(Stored data)
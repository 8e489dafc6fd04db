//! Module and Global Objects
//!
//! The module is the top-level owner: it holds the type context, the
//! constant pool, every function and global, and the symbol table shared by
//! functions and globals. Dropping the module drops everything in it.

use log::debug;
use serde::{Deserialize, Serialize};
use std::collections::BTreeMap;
use crate::blocks::BlockData;
use crate::function::FunctionData;
use crate::instructions::{InstData, InstKind};
use crate::printer;
use crate::types::{TypeContext, TypeId};
use crate::values::{ArgRef, BlockId, ConstId, ConstantPool, FuncId, GlobalId, InstRef, Value};
use crate::verifier::{self, VerificationReport, VerifierConfig};
use tir_common::{IrError, IrResult};

/// Linkage types for global symbols
#[derive(Debug, Clone, Copy, PartialEq, Eq, Serialize, Deserialize)]
pub enum Linkage {
    External,  // Visible to other modules
    Internal,  // Only visible within this module
    Private,   // Internal, and omitted from any symbol table
}

impl Linkage {
    pub fn is_local(self) -> bool {
        !matches!(self, Linkage::External)
    }
}

/// Whether a global's storage may change after initialization
#[derive(Debug, Clone, Copy, PartialEq, Eq, Serialize, Deserialize)]
pub enum GlobalKind {
    Constant,
    Variable,
}

/// Global object definition
#[derive(Debug, Clone, PartialEq, Serialize, Deserialize)]
pub struct GlobalData {
    pub(crate) name: String,
    pub(crate) kind: GlobalKind,
    pub(crate) value_type: TypeId,
    pub(crate) initializer: ConstId,
    pub(crate) linkage: Linkage,
    pub(crate) unnamed_addr: bool,
}

impl GlobalData {
    pub fn name(&self) -> &str {
        &self.name
    }

    pub fn kind(&self) -> GlobalKind {
        self.kind
    }

    pub fn is_constant(&self) -> bool {
        self.kind == GlobalKind::Constant
    }

    /// Type of the stored value (the global itself is a pointer)
    pub fn value_type(&self) -> TypeId {
        self.value_type
    }

    pub fn initializer(&self) -> ConstId {
        self.initializer
    }

    pub fn linkage(&self) -> Linkage {
        self.linkage
    }

    pub fn unnamed_addr(&self) -> bool {
        self.unnamed_addr
    }
}

/// What a module-level name refers to
#[derive(Debug, Clone, Copy, PartialEq, Eq, Serialize, Deserialize)]
pub enum Symbol {
    Function(FuncId),
    Global(GlobalId),
}

/// IR Module - represents a complete compilation unit
#[derive(Debug, Clone, Serialize, Deserialize)]
pub struct Module {
    pub(crate) name: String,
    pub(crate) types: TypeContext,
    pub(crate) constants: ConstantPool,
    pub(crate) functions: Vec<FunctionData>,
    pub(crate) globals: Vec<GlobalData>,
    pub(crate) symbols: BTreeMap<String, Symbol>,
}

impl Module {
    pub fn new(name: impl Into<String>) -> Self {
        Self {
            name: name.into(),
            types: TypeContext::new(),
            constants: ConstantPool::new(),
            functions: Vec::new(),
            globals: Vec::new(),
            symbols: BTreeMap::new(),
        }
    }

    pub fn name(&self) -> &str {
        &self.name
    }

    pub fn types(&self) -> &TypeContext {
        &self.types
    }

    pub fn types_mut(&mut self) -> &mut TypeContext {
        &mut self.types
    }

    pub fn constants(&self) -> &ConstantPool {
        &self.constants
    }

    // ==================== Type shortcuts ====================

    pub fn get_integer_type(&mut self, width: u32) -> TypeId {
        self.types.get_integer_type(width)
    }

    pub fn get_pointer_type(&self) -> TypeId {
        self.types.get_pointer_type()
    }

    pub fn void_type(&self) -> TypeId {
        self.types.void_type()
    }

    pub fn get_array_type(&mut self, element: TypeId, len: u64) -> IrResult<TypeId> {
        self.types.get_array_type(element, len)
    }

    pub fn get_function_type(&mut self, ret: TypeId, params: Vec<TypeId>, is_vararg: bool) -> IrResult<TypeId> {
        self.types.get_function_type(ret, params, is_vararg)
    }

    // ==================== Functions ====================

    /// Create a function with no blocks and arguments bound per `ty`
    pub fn create_function(&mut self, ty: TypeId, name: &str, linkage: Linkage) -> IrResult<FuncId> {
        self.types.check(ty)?;
        let params = match self.types.function_signature(ty) {
            Some((_, params, _)) => params.to_vec(),
            None => {
                return Err(IrError::type_mismatch(
                    format!("signature of '@{name}'"),
                    "function type",
                    self.types.display(ty).to_string(),
                ))
            }
        };
        self.check_symbol_free(name)?;

        let id = FuncId(self.functions.len() as u32);
        self.functions.push(FunctionData::new(id, name.to_string(), ty, linkage, &params));
        self.symbols.insert(name.to_string(), Symbol::Function(id));
        debug!("created function @{} : {}", name, self.types.display(ty));
        Ok(id)
    }

    /// Declare an external function (a prototype with no body)
    pub fn declare_function(&mut self, ty: TypeId, name: &str) -> IrResult<FuncId> {
        self.create_function(ty, name, Linkage::External)
    }

    /// Return the function called `name`, declaring it if it does not exist
    pub fn get_or_insert_function(&mut self, name: &str, ty: TypeId) -> IrResult<FuncId> {
        match self.symbols.get(name).copied() {
            Some(Symbol::Function(id)) => {
                let existing = self
                    .function(id)
                    .map(FunctionData::signature)
                    .ok_or_else(|| IrError::invalid_handle("function", id))?;
                if existing == ty {
                    Ok(id)
                } else {
                    Err(IrError::type_mismatch(
                        format!("redeclaration of '@{name}'"),
                        self.types.display(existing).to_string(),
                        self.types.display(ty).to_string(),
                    ))
                }
            }
            Some(Symbol::Global(_)) => Err(IrError::DuplicateSymbol { name: name.to_string() }),
            None => self.declare_function(ty, name),
        }
    }

    pub fn set_arg_name(&mut self, arg: ArgRef, name: &str) -> IrResult<()> {
        let data = self
            .functions
            .get_mut(arg.func.index())
            .and_then(|func| func.args.get_mut(arg.index()))
            .ok_or_else(|| IrError::invalid_handle("argument", arg))?;
        data.name = non_empty(name);
        Ok(())
    }

    pub fn function(&self, id: FuncId) -> Option<&FunctionData> {
        self.functions.get(id.index())
    }

    pub(crate) fn function_mut(&mut self, id: FuncId) -> Option<&mut FunctionData> {
        self.functions.get_mut(id.index())
    }

    pub fn functions(&self) -> &[FunctionData] {
        &self.functions
    }

    pub fn function_by_name(&self, name: &str) -> Option<FuncId> {
        match self.symbols.get(name) {
            Some(Symbol::Function(id)) => Some(*id),
            _ => None,
        }
    }

    // ==================== Blocks ====================

    /// Append an empty block to `func`
    pub fn create_block(&mut self, func: FuncId, name: &str) -> IrResult<BlockId> {
        let function = self
            .function_mut(func)
            .ok_or_else(|| IrError::invalid_handle("function", func))?;
        let block = BlockId {
            func,
            index: function.blocks.len() as u32,
        };
        function.blocks.push(BlockData::new(non_empty(name)));
        debug!("created block {} in @{}", block, function.name);
        Ok(block)
    }

    pub fn block(&self, block: BlockId) -> Option<&BlockData> {
        self.function(block.func)?.block(block)
    }

    pub fn inst(&self, inst: InstRef) -> Option<&InstData> {
        self.function(inst.func)?.inst(inst)
    }

    pub fn has_terminator(&self, block: BlockId) -> bool {
        self.function(block.func)
            .and_then(|func| func.terminator(block))
            .is_some()
    }

    /// Human-readable path of a block, e.g. `@main/%entry` or `@f/%1`.
    ///
    /// Labels match the printed text, slot numbers included.
    pub fn describe_block(&self, block: BlockId) -> String {
        let Some(func) = self.function(block.func) else {
            return block.to_string();
        };
        match printer::block_labels(self, func).get(block.index()) {
            Some(label) => format!("@{}/%{}", func.name, label),
            None => format!("@{}/%<badref>", func.name),
        }
    }

    /// Append an instruction; callers validate operands beforehand
    pub(crate) fn push_inst(&mut self, block: BlockId, kind: InstKind, ty: TypeId, name: &str) -> IrResult<InstRef> {
        let function = self
            .function_mut(block.func)
            .ok_or_else(|| IrError::invalid_handle("block", block))?;
        let inst = InstRef {
            func: block.func,
            index: function.insts.len() as u32,
        };
        function
            .block_mut(block)
            .ok_or_else(|| IrError::invalid_handle("block", block))?
            .insts
            .push(inst);
        function.insts.push(InstData {
            kind,
            ty,
            name: non_empty(name),
            block,
        });
        Ok(inst)
    }

    // ==================== Globals ====================

    /// Add a mutable global initialized with a constant of type `ty`
    pub fn add_global_variable(&mut self, name: &str, ty: TypeId, initializer: Value, linkage: Linkage) -> IrResult<GlobalId> {
        self.add_global(name, GlobalKind::Variable, Some(ty), initializer, linkage)
    }

    /// Add an immutable global whose type is that of its initializer
    pub fn add_global_constant(&mut self, name: &str, initializer: Value, linkage: Linkage) -> IrResult<GlobalId> {
        self.add_global(name, GlobalKind::Constant, None, initializer, linkage)
    }

    fn add_global(
        &mut self,
        name: &str,
        kind: GlobalKind,
        declared: Option<TypeId>,
        initializer: Value,
        linkage: Linkage,
    ) -> IrResult<GlobalId> {
        if let Some(ty) = declared {
            self.types.check(ty)?;
        }
        let context = format!("initializer of '@{name}'");
        let (init_id, init_ty) = match initializer {
            Value::Constant(id) => match self.constants.get(id) {
                Some(data) => (id, data.ty),
                None => return Err(IrError::invalid_handle("constant", id)),
            },
            other => {
                return Err(IrError::type_mismatch(context, "constant", format!("{other:?}")));
            }
        };
        let value_type = declared.unwrap_or(init_ty);
        if !self.types.is_sized(value_type) {
            return Err(IrError::type_mismatch(
                format!("type of '@{name}'"),
                "sized type",
                self.types.display(value_type).to_string(),
            ));
        }
        if init_ty != value_type {
            return Err(IrError::type_mismatch(
                context,
                self.types.display(value_type).to_string(),
                self.types.display(init_ty).to_string(),
            ));
        }
        self.check_symbol_free(name)?;

        let id = GlobalId(self.globals.len() as u32);
        self.globals.push(GlobalData {
            name: name.to_string(),
            kind,
            value_type,
            initializer: init_id,
            linkage,
            unnamed_addr: false,
        });
        self.symbols.insert(name.to_string(), Symbol::Global(id));
        debug!("added global @{} : {}", name, self.types.display(value_type));
        Ok(id)
    }

    /// Mark a global's address as insignificant (only its contents matter)
    pub fn set_unnamed_addr(&mut self, global: GlobalId, unnamed_addr: bool) -> IrResult<()> {
        let data = self
            .globals
            .get_mut(global.index())
            .ok_or_else(|| IrError::invalid_handle("global", global))?;
        data.unnamed_addr = unnamed_addr;
        Ok(())
    }

    pub fn global(&self, id: GlobalId) -> Option<&GlobalData> {
        self.globals.get(id.index())
    }

    pub fn globals(&self) -> &[GlobalData] {
        &self.globals
    }

    pub fn global_by_name(&self, name: &str) -> Option<GlobalId> {
        match self.symbols.get(name) {
            Some(Symbol::Global(id)) => Some(*id),
            _ => None,
        }
    }

    pub fn symbol(&self, name: &str) -> Option<Symbol> {
        self.symbols.get(name).copied()
    }

    fn check_symbol_free(&self, name: &str) -> IrResult<()> {
        if self.symbols.contains_key(name) {
            return Err(IrError::DuplicateSymbol { name: name.to_string() });
        }
        Ok(())
    }

    // ==================== Values ====================

    /// Type of a value, or `None` if the handle does not resolve
    pub fn value_type(&self, value: Value) -> Option<TypeId> {
        match value {
            Value::Argument(arg) => self.function(arg.func)?.arg_data(arg).map(|a| a.ty),
            Value::Inst(inst) => self.inst(inst).map(|i| i.ty),
            Value::Constant(id) => self.constants.get(id).map(|c| c.ty),
            Value::Global(id) => self.global(id).map(|_| self.types.get_pointer_type()),
            Value::Function(id) => self.function(id).map(|_| self.types.get_pointer_type()),
        }
    }

    /// Debug name of a value, if it has one
    pub fn value_name(&self, value: Value) -> Option<&str> {
        match value {
            Value::Argument(arg) => self.function(arg.func)?.arg_data(arg)?.name(),
            Value::Inst(inst) => self.inst(inst)?.name(),
            Value::Constant(_) => None,
            Value::Global(id) => self.global(id).map(GlobalData::name),
            Value::Function(id) => self.function(id).map(FunctionData::name),
        }
    }

    // ==================== Verification & serialization ====================

    /// Run the verifier with the default configuration.
    ///
    /// Returns the report (warnings only) on success, or
    /// `IrError::VerificationFailed` carrying every diagnostic.
    pub fn verify(&self) -> IrResult<VerificationReport> {
        self.verify_with(&VerifierConfig::default())
    }

    pub fn verify_with(&self, config: &VerifierConfig) -> IrResult<VerificationReport> {
        verifier::verify_module(self, config).into_result()
    }

    /// Verify one function with the default configuration
    pub fn verify_function(&self, func: FuncId) -> IrResult<VerificationReport> {
        verifier::verify_function(self, func, &VerifierConfig::default()).into_result()
    }

    pub fn to_json(&self) -> IrResult<String> {
        serde_json::to_string_pretty(self).map_err(|e| IrError::Serialization { message: e.to_string() })
    }

    pub fn from_json(json: &str) -> IrResult<Self> {
        serde_json::from_str(json).map_err(|e| IrError::Serialization { message: e.to_string() })
    }
}

pub(crate) fn non_empty(name: &str) -> Option<String> {
    (!name.is_empty()).then(|| name.to_string())
}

AIM OF THE EXERCISE:
Give back exactly the lines from the beginning of the records through the line containing "everything in it.", and only those.

ANSWER SECTION:
repository 8e489dafc6fd04db
//! Module and Global Objects
//!
//! The module is the top-level owner: it holds the type context, the
//! constant pool, every function and global, and the symbol table shared by
//! functions and globals. Dropping the module drops everything in it.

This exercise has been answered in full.